Task input -
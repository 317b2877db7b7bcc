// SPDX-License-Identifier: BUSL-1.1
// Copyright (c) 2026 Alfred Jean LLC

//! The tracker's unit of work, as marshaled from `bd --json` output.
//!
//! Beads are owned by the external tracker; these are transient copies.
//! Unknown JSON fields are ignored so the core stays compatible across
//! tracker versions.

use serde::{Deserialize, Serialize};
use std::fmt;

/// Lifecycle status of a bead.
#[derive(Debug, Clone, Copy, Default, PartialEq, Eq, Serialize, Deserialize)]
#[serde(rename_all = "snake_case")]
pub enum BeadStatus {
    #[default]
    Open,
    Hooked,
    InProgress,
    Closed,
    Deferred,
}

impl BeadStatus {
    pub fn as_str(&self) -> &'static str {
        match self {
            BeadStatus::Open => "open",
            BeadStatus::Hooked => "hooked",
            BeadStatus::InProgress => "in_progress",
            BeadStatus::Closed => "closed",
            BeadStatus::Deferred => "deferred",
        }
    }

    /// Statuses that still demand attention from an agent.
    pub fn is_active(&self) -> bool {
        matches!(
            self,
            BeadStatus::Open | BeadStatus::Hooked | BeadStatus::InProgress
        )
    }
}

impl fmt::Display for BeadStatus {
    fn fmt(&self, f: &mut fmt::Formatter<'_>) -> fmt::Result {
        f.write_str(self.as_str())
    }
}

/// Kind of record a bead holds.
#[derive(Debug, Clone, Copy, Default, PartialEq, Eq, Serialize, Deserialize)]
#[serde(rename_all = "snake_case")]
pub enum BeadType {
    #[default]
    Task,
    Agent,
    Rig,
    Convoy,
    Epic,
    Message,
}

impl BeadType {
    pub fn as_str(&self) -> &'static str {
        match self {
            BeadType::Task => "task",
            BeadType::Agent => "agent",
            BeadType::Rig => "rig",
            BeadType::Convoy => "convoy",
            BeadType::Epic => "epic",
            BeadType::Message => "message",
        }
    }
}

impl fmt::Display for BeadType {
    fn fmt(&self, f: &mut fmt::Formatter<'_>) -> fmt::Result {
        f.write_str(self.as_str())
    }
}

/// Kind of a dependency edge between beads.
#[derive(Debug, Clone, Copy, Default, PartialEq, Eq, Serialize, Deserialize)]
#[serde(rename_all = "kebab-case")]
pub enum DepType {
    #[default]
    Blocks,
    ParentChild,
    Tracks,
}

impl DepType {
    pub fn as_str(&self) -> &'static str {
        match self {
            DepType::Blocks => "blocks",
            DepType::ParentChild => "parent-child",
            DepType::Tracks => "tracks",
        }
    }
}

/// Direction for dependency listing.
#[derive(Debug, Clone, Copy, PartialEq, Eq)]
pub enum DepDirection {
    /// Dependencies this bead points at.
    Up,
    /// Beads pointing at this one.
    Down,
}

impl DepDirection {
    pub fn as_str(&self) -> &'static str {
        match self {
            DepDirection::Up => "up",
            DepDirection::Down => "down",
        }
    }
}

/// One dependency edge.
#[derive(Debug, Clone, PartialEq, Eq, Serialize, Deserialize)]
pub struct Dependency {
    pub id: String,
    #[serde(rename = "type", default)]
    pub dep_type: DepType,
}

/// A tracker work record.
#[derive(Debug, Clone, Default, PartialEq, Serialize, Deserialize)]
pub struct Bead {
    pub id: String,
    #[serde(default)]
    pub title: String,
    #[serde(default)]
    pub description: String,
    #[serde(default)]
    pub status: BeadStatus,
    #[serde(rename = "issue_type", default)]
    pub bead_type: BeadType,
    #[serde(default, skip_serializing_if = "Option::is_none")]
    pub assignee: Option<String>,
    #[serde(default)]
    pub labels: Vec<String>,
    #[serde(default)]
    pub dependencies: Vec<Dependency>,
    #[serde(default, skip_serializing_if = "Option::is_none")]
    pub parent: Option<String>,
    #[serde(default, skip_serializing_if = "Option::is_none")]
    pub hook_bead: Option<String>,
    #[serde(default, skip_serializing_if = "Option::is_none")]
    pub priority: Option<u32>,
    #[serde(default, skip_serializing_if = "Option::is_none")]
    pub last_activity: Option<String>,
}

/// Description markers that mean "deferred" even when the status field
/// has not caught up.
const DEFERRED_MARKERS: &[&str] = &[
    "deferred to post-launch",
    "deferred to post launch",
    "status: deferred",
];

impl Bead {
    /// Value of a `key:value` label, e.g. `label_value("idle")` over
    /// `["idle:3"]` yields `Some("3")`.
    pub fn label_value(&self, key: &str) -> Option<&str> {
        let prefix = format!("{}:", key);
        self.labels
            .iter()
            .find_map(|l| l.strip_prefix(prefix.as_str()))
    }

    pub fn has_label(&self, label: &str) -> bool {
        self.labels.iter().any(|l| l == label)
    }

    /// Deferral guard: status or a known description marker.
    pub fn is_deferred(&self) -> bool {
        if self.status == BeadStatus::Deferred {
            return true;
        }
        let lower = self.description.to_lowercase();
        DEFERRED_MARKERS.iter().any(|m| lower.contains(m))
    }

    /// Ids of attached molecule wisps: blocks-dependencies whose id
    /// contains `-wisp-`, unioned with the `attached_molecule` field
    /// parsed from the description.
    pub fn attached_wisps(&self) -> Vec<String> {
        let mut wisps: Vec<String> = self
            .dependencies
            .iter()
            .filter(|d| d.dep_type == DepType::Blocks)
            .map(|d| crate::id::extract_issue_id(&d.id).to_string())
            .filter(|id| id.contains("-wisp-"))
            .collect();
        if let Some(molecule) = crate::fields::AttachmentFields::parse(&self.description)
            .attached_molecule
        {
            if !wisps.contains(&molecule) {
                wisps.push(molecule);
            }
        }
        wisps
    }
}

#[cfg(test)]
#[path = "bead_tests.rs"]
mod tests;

==

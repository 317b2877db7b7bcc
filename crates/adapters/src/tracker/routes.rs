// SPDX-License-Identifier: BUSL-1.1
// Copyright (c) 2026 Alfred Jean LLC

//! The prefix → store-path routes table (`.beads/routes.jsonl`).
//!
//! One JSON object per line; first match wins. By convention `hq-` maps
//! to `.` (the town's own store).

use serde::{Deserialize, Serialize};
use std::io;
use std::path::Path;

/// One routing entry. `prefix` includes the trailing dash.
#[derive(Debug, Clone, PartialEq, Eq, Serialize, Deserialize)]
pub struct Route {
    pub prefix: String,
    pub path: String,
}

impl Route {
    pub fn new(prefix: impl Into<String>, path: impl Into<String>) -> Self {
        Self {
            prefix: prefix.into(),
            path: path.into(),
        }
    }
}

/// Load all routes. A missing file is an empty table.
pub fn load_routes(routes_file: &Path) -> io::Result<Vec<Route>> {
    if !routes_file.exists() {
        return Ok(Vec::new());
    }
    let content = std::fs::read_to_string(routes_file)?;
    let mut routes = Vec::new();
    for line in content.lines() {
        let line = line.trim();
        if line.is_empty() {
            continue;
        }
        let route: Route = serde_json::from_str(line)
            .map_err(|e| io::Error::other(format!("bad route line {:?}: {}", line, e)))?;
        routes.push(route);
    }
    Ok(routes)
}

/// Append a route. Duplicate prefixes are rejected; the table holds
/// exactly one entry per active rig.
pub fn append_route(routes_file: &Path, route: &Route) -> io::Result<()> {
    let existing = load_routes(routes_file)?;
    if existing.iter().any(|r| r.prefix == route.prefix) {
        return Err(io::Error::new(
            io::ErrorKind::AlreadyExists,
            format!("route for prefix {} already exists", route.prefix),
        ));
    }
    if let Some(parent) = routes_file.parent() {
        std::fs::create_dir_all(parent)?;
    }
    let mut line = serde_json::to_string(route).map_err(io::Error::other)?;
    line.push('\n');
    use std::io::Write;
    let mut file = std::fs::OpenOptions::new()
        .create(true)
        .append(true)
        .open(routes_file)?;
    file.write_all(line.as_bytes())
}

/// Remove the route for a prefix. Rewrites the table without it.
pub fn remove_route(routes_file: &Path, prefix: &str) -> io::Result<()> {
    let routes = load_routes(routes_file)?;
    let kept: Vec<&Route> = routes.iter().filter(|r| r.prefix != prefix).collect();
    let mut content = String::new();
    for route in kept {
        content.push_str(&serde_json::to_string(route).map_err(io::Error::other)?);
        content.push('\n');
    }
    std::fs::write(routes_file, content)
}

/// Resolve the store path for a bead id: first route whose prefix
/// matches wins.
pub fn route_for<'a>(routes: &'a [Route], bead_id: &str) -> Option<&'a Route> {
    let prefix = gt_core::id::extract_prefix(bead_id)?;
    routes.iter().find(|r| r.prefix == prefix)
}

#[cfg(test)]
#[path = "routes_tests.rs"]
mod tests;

Activity - Return only the part of the records above that opens with the line containing "self.labels.iter().any(|l| l == label)" and closes with the line containing "d.dep_type == DepType::Blocks)", ends included.

Answer area -
        self.labels.iter().any(|l| l == label)
    }

    /// Deferral guard: status or a known description marker.
    pub fn is_deferred(&self) -> bool {
        if self.status == BeadStatus::Deferred {
            return true;
        }
        let lower = self.description.to_lowercase();
        DEFERRED_MARKERS.iter().any(|m| lower.contains(m))
    }

    /// Ids of attached molecule wisps: blocks-dependencies whose id
    /// contains `-wisp-`, unioned with the `attached_molecule` field
    /// parsed from the description.
    pub fn attached_wisps(&self) -> Vec<String> {
        let mut wisps: Vec<String> = self
            .dependencies
            .iter()
            .filter(|d| d.dep_type == DepType::Blocks)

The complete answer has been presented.